10th St. & Constitution Ave. NW., tel. 202-633-1000. www.mnh.si.edu. Open daily, 10 a.m. to 5:30 p.m. Free admission.
- Children who enjoy playing house can now explore what preparing meals and domestic life would have been like hundreds of years ago at the Field Museum’s PlayLab.
2. Chicago
Sue, the world’s largest and best-preserved Tyrannosaurus rex fossil, is the big draw at the Field Museum, but of course, there is much more to see here. Check out the 19,000-square-foot “Ancient Americas” exhibit, which explores 13,000 years of human history. Make sure to take your kids to the PlayLab where they can dress up as animals, examine insects in amber, pull out drawers and discover hidden objects, among other interactive activities. On weekends, check out special interpretive station activities located throughout the museum—see what your name looks like in Egyptian hieroglyphs, dissect an owl pellet or put together a map of Africa.
1400 S. Lake Shore Dr., tel. 312-922-9410. www.fieldmuseum.org. Open Mon. to Sat., 10 a.m. to 5 p.m.; Sun., 11 a.m. to 5 p.m. Tickets: adults, $15; children ages 3-11, $10.
3. New York City
The American Museum of Natural History has 45 halls to explore, but the museum’s fossil halls are by far the most popular attraction. Housing the world’s largest collection of vertebrate fossils, the museum showcases nearly one million specimens. Other must-sees include the Hall of Human Origins, which traces human evolution and the Hall of Meteorites, which boasts a 34-ton iron meteorite fragment called “Ahnighito.” The Discovery Room is a great way to get an overview of the museum for families. There are behind-the-scenes displays and every major field of museum science and research, from anthropology to zoology, is explained.

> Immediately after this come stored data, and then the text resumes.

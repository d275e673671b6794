#![deny(warnings, rust_2018_idioms)]
#![forbid(unsafe_code)]

use anyhow::Result;

#[cfg(all(target_os = "linux", target_arch = "x86_64", target_env = "gnu"))]
#[global_allocator]
static GLOBAL: jemallocator::Jemalloc = jemallocator::Jemalloc;

#[tokio::main]
async fn main() -> Result<()> {
    tenancy_quota_controller_runtime::Args::parse_and_run().await
}
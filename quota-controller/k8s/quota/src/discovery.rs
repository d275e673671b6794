//! Quotable-resource discovery.
//!
//! A resource kind is quotable when the server exposes it with the create,
//! list, watch and delete verbs. Discovery can fail per API group; partial
//! results are returned alongside the error so the sync loop can union them
//! with what it already monitors instead of tearing watches down.

use crate::errors::Errors;
use ahash::AHashSet;
use anyhow::anyhow;
use tenancy_quota_controller_core::GroupVersionResource;
use tenancy_quota_controller_k8s_api as k8s;

pub type ResourceSet = AHashSet<GroupVersionResource>;

const QUOTABLE_VERBS: [&str; 4] = ["create", "list", "watch", "delete"];

#[async_trait::async_trait]
pub trait Discover: Send + Sync + 'static {
    /// Returns the current quotable set. The set may be partial when the
    /// error is set; an empty set with an error is a hard failure.
    async fn quotable_resources(&self) -> (ResourceSet, Option<anyhow::Error>);
}

/// Discovery against the live API surface.
pub struct ApiDiscovery {
    client: k8s::Client,
}

// === impl ApiDiscovery ===

impl ApiDiscovery {
    pub fn new(client: k8s::Client) -> Self {
        Self { client }
    }
}

#[async_trait::async_trait]
impl Discover for ApiDiscovery {
    async fn quotable_resources(&self) -> (ResourceSet, Option<anyhow::Error>) {
        let mut resources = ResourceSet::default();
        let mut errors = Vec::new();

        match self.client.list_core_api_versions().await {
            Ok(versions) => {
                for version in &versions.versions {
                    match self.client.list_core_api_resources(version).await {
                        Ok(list) => collect_quotable(&mut resources, &list),
                        Err(error) => {
                            errors.push(anyhow!(error).context(format!("core/{}", version)))
                        }
                    }
                }
            }
            Err(error) => errors.push(anyhow!(error).context("listing core API versions")),
        }

        match self.client.list_api_groups().await {
            Ok(groups) => {
                for group in &groups.groups {
                    let Some(version) = group
                        .preferred_version
                        .as_ref()
                        .or_else(|| group.versions.first())
                    else {
                        continue;
                    };
                    match self
                        .client
                        .list_api_group_resources(&version.group_version)
                        .await
                    {
                        Ok(list) => collect_quotable(&mut resources, &list),
                        Err(error) => errors
                            .push(anyhow!(error).context(version.group_version.clone())),
                    }
                }
            }
            Err(error) => errors.push(anyhow!(error).context("listing API groups")),
        }

        let error = Errors::ok_if_empty(errors).err();
        (resources, error)
    }
}

fn collect_quotable(resources: &mut ResourceSet, list: &k8s::APIResourceList) {
    for resource in &list.resources {
        // Subresources (e.g. `pods/status`) are never monitored.
        if resource.name.contains('/') {
            continue;
        }
        if !QUOTABLE_VERBS
            .iter()
            .all(|verb| resource.verbs.iter().any(|have| have == verb))
        {
            continue;
        }
        if let Some(gvr) =
            GroupVersionResource::from_api_version(&list.group_version, resource.name.clone())
        {
            resources.insert(gvr);
        }
    }
}

/// Applies one discovery observation to the remembered set. With an error and
/// no results the tick is skipped entirely; with partial results the previous
/// set is a lower bound, so monitors are never torn down on flaky discovery.
pub(crate) fn merge_discovery(
    old: &ResourceSet,
    mut new: ResourceSet,
    error: Option<&anyhow::Error>,
) -> Option<ResourceSet> {
    if error.is_some() {
        if new.is_empty() {
            return None;
        }
        new.extend(old.iter().cloned());
    }
    Some(new)
}

/// Human-readable summary of a discovery diff.
pub(crate) fn format_diff(old: &ResourceSet, new: &ResourceSet) -> String {
    let mut added: Vec<String> = new.difference(old).map(|gvr| gvr.to_string()).collect();
    added.sort();
    let mut removed: Vec<String> = old.difference(new).map(|gvr| gvr.to_string()).collect();
    removed.sort();
    format!("added: {:?}, removed: {:?}", added, removed)
}

#[cfg(test)]
mod tests {
    use super::*;
    use k8s_openapi::apimachinery::pkg::apis::meta::v1::{APIResource, APIResourceList};

    fn api_resource(name: &str, verbs: &[&str]) -> APIResource {
        APIResource {
            name: name.to_string(),
            verbs: verbs.iter().map(|v| v.to_string()).collect(),
            ..Default::default()
        }
    }

    #[test]
    fn collects_only_fully_quotable_resources() {
        let list = APIResourceList {
            group_version: "v1".to_string(),
            resources: vec![
                api_resource("pods", &["create", "list", "watch", "delete", "get"]),
                api_resource("pods/status", &["create", "list", "watch", "delete"]),
                api_resource("bindings", &["create"]),
            ],
        };

        let mut resources = ResourceSet::default();
        collect_quotable(&mut resources, &list);
        let expected: ResourceSet = [GroupVersionResource::new("", "v1", "pods")]
            .into_iter()
            .collect();
        assert_eq!(resources, expected);
    }
}
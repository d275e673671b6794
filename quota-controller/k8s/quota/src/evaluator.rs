//! The pod evaluator.
//!
//! Scores pod usage within a namespace: the number of non-terminal pods and
//! the cpu/memory their containers request or are limited to. Pods outside
//! the quota's scopes are not counted. Usage is zero-seeded for every matched
//! hard resource so that an empty namespace reports explicit zeros.

use anyhow::{Context, Result};
use tenancy_quota_controller_core::{
    quantity::ParsedQuantity,
    resource::{self, ParsedList},
    Evaluator, GroupResource, ResourceList, ScopeSelector,
};
use tenancy_quota_controller_k8s_api as k8s;

const POD_RESOURCES: [&str; 8] = [
    "pods",
    "count/pods",
    "cpu",
    "memory",
    "requests.cpu",
    "requests.memory",
    "limits.cpu",
    "limits.memory",
];

const SCOPE_TERMINATING: &str = "Terminating";
const SCOPE_NOT_TERMINATING: &str = "NotTerminating";
const SCOPE_BEST_EFFORT: &str = "BestEffort";
const SCOPE_NOT_BEST_EFFORT: &str = "NotBestEffort";
const SCOPE_PRIORITY_CLASS: &str = "PriorityClass";

pub struct PodEvaluator {
    client: k8s::Client,
}

// === impl PodEvaluator ===

impl PodEvaluator {
    pub fn new(client: k8s::Client) -> Self {
        Self { client }
    }
}

#[async_trait::async_trait]
impl Evaluator for PodEvaluator {
    fn group_resource(&self) -> GroupResource {
        GroupResource::new("", "pods")
    }

    fn matching_resources(&self, names: &[String]) -> Vec<String> {
        names
            .iter()
            .filter(|name| POD_RESOURCES.contains(&name.as_str()))
            .cloned()
            .collect()
    }

    async fn usage(
        &self,
        namespace: &str,
        scopes: &[String],
        hard: &ResourceList,
        scope_selector: Option<&ScopeSelector>,
    ) -> Result<ResourceList> {
        let hard_names: Vec<String> = hard.keys().cloned().collect();
        let matched = self.matching_resources(&hard_names);
        if matched.is_empty() {
            return Ok(ResourceList::new());
        }

        let api: k8s::Api<k8s::Pod> = k8s::Api::namespaced(self.client.clone(), namespace);
        let pods = api
            .list(&k8s::ListParams::default())
            .await
            .with_context(|| format!("listing pods in namespace {}", namespace))?;

        let mut used = resource::zero_list(matched.iter());
        for pod in &pods.items {
            if is_terminal(pod) {
                continue;
            }
            if !matches_scopes(pod, scopes) || !matches_scope_selector(pod, scope_selector) {
                continue;
            }
            accumulate(&mut used, pod, &matched);
        }
        Ok(resource::format_list(&used))
    }
}

fn accumulate(used: &mut ParsedList, pod: &k8s::Pod, matched: &[String]) {
    for name in matched {
        let amount = match name.as_str() {
            "pods" | "count/pods" => ParsedQuantity::one(),
            "cpu" | "requests.cpu" => pod_compute(pod, "cpu", false),
            "memory" | "requests.memory" => pod_compute(pod, "memory", false),
            "limits.cpu" => pod_compute(pod, "cpu", true),
            "limits.memory" => pod_compute(pod, "memory", true),
            _ => continue,
        };
        if let Some(entry) = used.get_mut(name) {
            *entry = entry.add(amount);
        }
    }
}

/// A pod's effective request/limit for a compute resource: the sum over its
/// containers, or the largest init container if that is greater.
fn pod_compute(pod: &k8s::Pod, resource_name: &str, limits: bool) -> ParsedQuantity {
    let Some(spec) = pod.spec.as_ref() else {
        return ParsedQuantity::zero();
    };

    let mut total = ParsedQuantity::zero();
    for container in &spec.containers {
        total = total.add(container_compute(container, resource_name, limits));
    }

    let mut init_max = ParsedQuantity::zero();
    for container in spec.init_containers.iter().flatten() {
        init_max = init_max.max(container_compute(container, resource_name, limits));
    }

    total.max(init_max)
}

fn container_compute(
    container: &k8s::Container,
    resource_name: &str,
    limits: bool,
) -> ParsedQuantity {
    container
        .resources
        .as_ref()
        .and_then(|r| {
            if limits {
                r.limits.as_ref()
            } else {
                r.requests.as_ref()
            }
        })
        .and_then(|amounts| amounts.get(resource_name))
        .and_then(|q| ParsedQuantity::parse(q).ok())
        .unwrap_or_else(ParsedQuantity::zero)
}

fn is_terminal(pod: &k8s::Pod) -> bool {
    matches!(
        pod.status
            .as_ref()
            .and_then(|status| status.phase.as_deref()),
        Some("Succeeded") | Some("Failed")
    )
}

fn is_best_effort(pod: &k8s::Pod) -> bool {
    let Some(spec) = pod.spec.as_ref() else {
        return true;
    };
    spec.containers
        .iter()
        .chain(spec.init_containers.iter().flatten())
        .all(|container| {
            container.resources.as_ref().map_or(true, |r| {
                let has = |amounts: &Option<std::collections::BTreeMap<String, k8s::Quantity>>| {
                    amounts
                        .as_ref()
                        .map_or(false, |a| a.contains_key("cpu") || a.contains_key("memory"))
                };
                !has(&r.requests) && !has(&r.limits)
            })
        })
}

/// Every declared scope must match (scopes are ANDed).
fn matches_scopes(pod: &k8s::Pod, scopes: &[String]) -> bool {
    scopes.iter().all(|scope| match scope.as_str() {
        SCOPE_TERMINATING => pod
            .spec
            .as_ref()
            .map_or(false, |s| s.active_deadline_seconds.is_some()),
        SCOPE_NOT_TERMINATING => pod
            .spec
            .as_ref()
            .map_or(true, |s| s.active_deadline_seconds.is_none()),
        SCOPE_BEST_EFFORT => is_best_effort(pod),
        SCOPE_NOT_BEST_EFFORT => !is_best_effort(pod),
        // Unknown scopes exclude everything rather than over-counting.
        _ => false,
    })
}

fn matches_scope_selector(pod: &k8s::Pod, selector: Option<&ScopeSelector>) -> bool {
    let Some(expressions) = selector.and_then(|s| s.match_expressions.as_ref()) else {
        return true;
    };

    expressions.iter().all(|expr| {
        if expr.scope_name != SCOPE_PRIORITY_CLASS {
            // Only priority-class selection applies to pods.
            return false;
        }
        let priority_class = pod
            .spec
            .as_ref()
            .and_then(|s| s.priority_class_name.as_deref());
        let values = expr.values.as_deref().unwrap_or_default();
        match expr.operator.as_str() {
            "In" => priority_class.map_or(false, |pc| values.iter().any(|v| v == pc)),
            "NotIn" => priority_class.map_or(true, |pc| !values.iter().any(|v| v == pc)),
            "Exists" => priority_class.is_some(),
            "DoesNotExist" => priority_class.is_none(),
            _ => false,
        }
    })
}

Main Entrance at 79th St. at Central Park West, tel. 212-769-5100. www.amnh.org. Open daily, 10 a.m. to 5:45 p.m. Suggested general admission: adults $15; children $8.50.
4. Pittsburgh
The Carnegie Museum of Natural History, with 20 exhibit halls, was founded in 1895 by Andrew Carnegie. The Dinosaurs in Their Time exhibit (formerly the Dinosaur Hall) is the big crowd-pleaser, with two Tyrannosaurus rex skeletons posed in mid-fight. The Hall of Ancient Egypt boasts 2,500 artifacts, including the showpiece—a 30-foot royal funerary boat that is more than 3,800 years old. Make sure you check out a “family museum bag” from the Discovery Room for an interactive family museum tour. Themes include “Visit My Home,” which directs you through a Polar World snow house and ends in a Southwest pueblo. Puzzles, books and touchable materials help kids better understand the exhibits.
4400 Forbes Ave., tel. 412-622-3131. www.carnegiemnh.org. Open Tues. to Sat., 10 a.m. to 5 p.m.; Thurs., 10 a.m. to 8 p.m; Sun., noon to 5 p.m. Tickets: adults, $15; children ages 3 to 18, $11.
- A young boy gets a closer look at things at the University of Michigan Exhibit Museum of Natural History.
5. Ann Arbor
The University of Michigan Exhibit Museum of Natural History’s main attraction is the Hall of Evolution which traces 600 million years of life on Earth through fossils, models, and dioramas. In the Michigan Wildlife Gallery, there’s a large collection of native Great Lakes birds, mammals, reptiles and amphibians, with taxidermy mounts and habitat scenes. Great ways for families to explore the museum are the downloadable themed scavenger hunts on the Web site.
1109 Geddes Ave., tel. 734-764-0478. www.lsa.umich.edu/exhibitmuseum. Open Mon. to Sat., 9 a.m. to 5 p.m.; Sun., noon to 5 p.m. Free admission for groups of 10 or fewer.